Public certificate metadata, your contact preferences, and your account details. We never store private keys, full certificate bodies beyond what's publicly accessible, or any data that isn't already exposed to the public internet. Full breakdown in the Privacy Policy.

Access controls

Internal access requires SSO with phishing-resistant MFA. Production database access is logged, audited, and approved per session. We rotate credentials on a schedule and immediately when any team member leaves.

Monitoring

We monitor our own infrastructure for unusual activity, failed logins, and anomalous traffic. Critical alerts page someone 24/7. We do what we ask our customers to do: keep eyes on the things that matter.

Dependencies

We track our software dependencies and patch known vulnerabilities promptly — critical issues within 24 hours, others on a regular cadence. Our build pipeline runs automated security checks on every commit.

Compliance

Tidelock is in private beta. Formal certifications (SOC 2, ISO 27001) are on the roadmap once we're past general availability. If you have a compliance requirement that's a blocker for adopting Tidelock, tell us — it helps us prioritize.

Reporting a vulnerability

If you've found a security issue, please email security@tidelock.dev.
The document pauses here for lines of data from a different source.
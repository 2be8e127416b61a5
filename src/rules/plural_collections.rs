//! Plural collection naming checker
//!
//! A field returning a (nullable) list should have a plural name:
//! `users: [User]`, not `user: [User]`.
//!
//! Plurality uses English inflection rules: a word is plural when
//! pluralizing it again leaves it unchanged. Later rules in the table take
//! precedence over earlier ones.
//!
//! The tables carry every suffix rule of the common English inflection set
//! but only a subset of its uncountable words and irregular pairs, picked for
//! words that show up in schema field names. Rare words outside those lists
//! fall through to the suffix rules and may be judged differently.

use super::base::{field_location, summary_message, Rule};
use crate::models::{ValidationResult, Violation};
use crate::parsers::{SchemaDocument, TypeRef};
use anyhow::Result;
use regex::Regex;
use std::sync::OnceLock;

const UNCOUNTABLE: &[&str] = &[
    "advice", "aircraft", "analytics", "athletics", "audio", "cash", "chassis", "clothing", "commerce",
    "corps", "data", "debris", "equipment", "feedback", "firmware", "hardware", "headquarters",
    "health", "homework", "information", "inventory", "jeans", "knowledge", "luggage", "mail",
    "media", "metadata", "money", "moose", "music", "news", "personnel", "police", "research",
    "rice", "salmon", "scissors", "series", "sheep", "software", "sms", "species", "staff", "traffic",
    "weather", "wildlife",
];

/// (singular, plural) pairs the suffix rules get wrong
const IRREGULAR: &[(&str, &str)] = &[
    ("person", "people"),
    ("man", "men"),
    ("child", "children"),
    ("ox", "oxen"),
    ("foot", "feet"),
    ("tooth", "teeth"),
    ("goose", "geese"),
    ("die", "dice"),
    ("axe", "axes"),
    ("quiz", "quizzes"),
    ("echo", "echoes"),
    ("hero", "heroes"),
    ("potato", "potatoes"),
    ("tomato", "tomatoes"),
    ("schema", "schemata"),
    ("genus", "genera"),
    ("thief", "thieves"),
    ("proof", "proofs"),
    ("canvas", "canvases"),
    ("passerby", "passersby"),
    ("pickaxe", "pickaxes"),
    ("stigma", "stigmata"),
    ("dogma", "dogmata"),
    ("valve", "valves"),
    ("groove", "grooves"),
    ("human", "humans"),
    ("this", "these"),
    ("that", "those"),
];

static PLURAL_RULES: OnceLock<Vec<(Regex, &'static str)>> = OnceLock::new();

fn plural_rules() -> &'static [(Regex, &'static str)] {
    PLURAL_RULES.get_or_init(|| {
        [
            (r"s?$", "s"),
            (r"[^\x00-\x7F]$", "${0}"),
            (r"([^aeiou]ese)$", "${1}"),
            (r"(ax|test)is$", "${1}es"),
            (r"(alias|[^aou]us|t[lm]as|gas|ris)$", "${1}es"),
            (r"(e[mn]u)s?$", "${1}s"),
            (r"([^l]ias|[aeiou]las|[ejzr]as|[iu]am)$", "${1}"),
            (
                r"(alumn|syllab|vir|radi|nucle|fung|cact|stimul|termin|bacill|foc|uter|loc|strat)(?:us|i)$",
                "${1}i",
            ),
            (r"(alumn|alg|vertebr)(?:a|ae)$", "${1}ae"),
            (r"(seraph|cherub)(?:im)?$", "${1}im"),
            (r"(her|at|gr)o$", "${1}oes"),
            (
                r"(agend|addend|millenni|dat|extrem|bacteri|desiderat|strat|candelabr|errat|ov|symposi|curricul|quor)(?:a|um)$",
                "${1}a",
            ),
            (
                r"(apheli|hyperbat|periheli|asyndet|noumen|phenomen|criteri|organ|prolegomen|hedr|automat)(?:a|on)$",
                "${1}a",
            ),
            (r"sis$", "ses"),
            (r"(?:(kni|wi|li)fe|(ar|l|ea|eo|oa|hoo)f)$", "${1}${2}ves"),
            (r"([^aeiouy]|qu)y$", "${1}ies"),
            (r"([^ch][ieo][ln])ey$", "${1}ies"),
            (r"(x|ch|ss|sh|zz)$", "${1}es"),
            (r"(matr|cod|mur|sil|vert|ind|append)(?:ix|ex)$", "${1}ices"),
            (r"\b((?:tit)?m|l)(?:ice|ouse)$", "${1}ice"),
            (r"(pe)(?:rson|ople)$", "${1}ople"),
            (r"(child)(?:ren)?$", "${1}ren"),
            (r"eaux$", "${0}"),
            (r"m[ae]n$", "men"),
            (r"^thou$", "you"),
            // Uncountable endings
            (r"[^aeiou]ese$", "${0}"),
            (r"deer$", "${0}"),
            (r"fish$", "${0}"),
            (r"measles$", "${0}"),
            (r"o[iu]s$", "${0}"),
            (r"pox$", "${0}"),
            (r"sheep$", "${0}"),
        ]
        .into_iter()
        .map(|(pattern, replacement)| (Regex::new(pattern).expect("valid regex"), replacement))
        .collect()
    })
}

/// Pluralize a lowercase word with the suffix rules only
fn apply_plural_rules(word: &str) -> String {
    plural_rules()
        .iter()
        .rev()
        .find(|(rule, _)| rule.is_match(word))
        .map(|(rule, replacement)| rule.replace(word, *replacement).into_owned())
        .unwrap_or_else(|| word.to_string())
}

/// Whether `word` already reads as plural (case-insensitive)
pub fn is_plural(word: &str) -> bool {
    let token = word.to_lowercase();
    if token.is_empty() || UNCOUNTABLE.contains(&token.as_str()) {
        return true;
    }
    if IRREGULAR.iter().any(|(_, plural)| *plural == token) {
        return true;
    }
    if IRREGULAR.iter().any(|(singular, _)| *singular == token) {
        return false;
    }
    apply_plural_rules(&token) == token
}

#[derive(Debug, Clone, Copy, Default)]
pub struct PluralCollectionsRule;

impl Rule for PluralCollectionsRule {
    fn name(&self) -> &'static str {
        "Plural Collections"
    }

    fn description(&self) -> &'static str {
        "Detects list fields with singular names"
    }

    fn weight(&self) -> f64 {
        5.0
    }

    fn validate(&self, document: &SchemaDocument) -> Result<ValidationResult> {
        let violations: Vec<Violation> = document
            .field_definitions()
            .filter(|(_, field)| matches!(field.ty, TypeRef::List(_)) && !is_plural(&field.name))
            .map(|(owner, field)| {
                Violation::new(
                    format!("Field \"{}\" returns a list but is not plural", field.name),
                    field_location(owner, field),
                )
            })
            .collect();

        let message = summary_message(
            violations.len(),
            "collection fields that are not plural",
            "All collection fields are plural.",
        );
        Ok(ValidationResult::new(self.name(), violations, message))
    }
}
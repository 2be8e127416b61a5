//! schema-scorer CLI entry point

use anyhow::Result;
use clap::Parser;
use schema_scorer::cli;
use tracing_subscriber::{fmt, prelude::*, EnvFilter};

fn main() -> Result<()> {
    let cli = cli::Cli::parse();

    // RUST_LOG wins over --log-level / --silent
    let filter = EnvFilter::try_from_default_env()
        .unwrap_or_else(|_| EnvFilter::new(cli.log_directive()));
    tracing_subscriber::registry()
        .with(fmt::layer().with_writer(std::io::stderr))
        .with(filter)
        .init();

    cli::run(cli)
}
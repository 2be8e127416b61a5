//! Null blast radius rule
//!
//! One violation per field the blast radius analyzer reports: anything at
//! or above the maximum, plus critical-path fields in the warning band.

use super::base::Rule;
use crate::analyzers::blast_radius::{self, BlastRadiusConfig};
use crate::models::{Location, ValidationResult, Violation};
use crate::parsers::SchemaDocument;
use anyhow::Result;

#[derive(Debug, Clone, Default)]
pub struct NullBlastRadiusRule {
    config: BlastRadiusConfig,
}

impl NullBlastRadiusRule {
    pub fn new(config: BlastRadiusConfig) -> Self {
        Self { config }
    }
}

impl Rule for NullBlastRadiusRule {
    fn name(&self) -> &'static str {
        "Null Blast Radius"
    }

    fn description(&self) -> &'static str {
        "Detects fields whose null result wipes out many required reads"
    }

    fn weight(&self) -> f64 {
        20.0
    }

    fn validate(&self, document: &SchemaDocument) -> Result<ValidationResult> {
        self.config.validate()?;
        let analysis = blast_radius::analyze_schema(document, &self.config);

        let violations: Vec<Violation> = analysis
            .violations
            .into_iter()
            .map(|v| Violation::new(v.message, Location::coordinate(&v.field_path)))
            .collect();

        let message = format!(
            "Found {} fields with a null blast radius greater than {}.",
            violations.len(),
            self.config.max_blast_radius
        );
        Ok(ValidationResult::new(self.name(), violations, message))
    }
}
We aim to acknowledge within 24 hours and resolve high-severity issues within 7 days. Please:

• Give us reasonable time to fix the issue before public disclosure
• Don't access data that isn't yours, and don't degrade service for other users
• Stick to non-destructive testing

In return, we won't pursue legal action against good-faith researchers, and we'll credit you (with your permission) once the fix ships.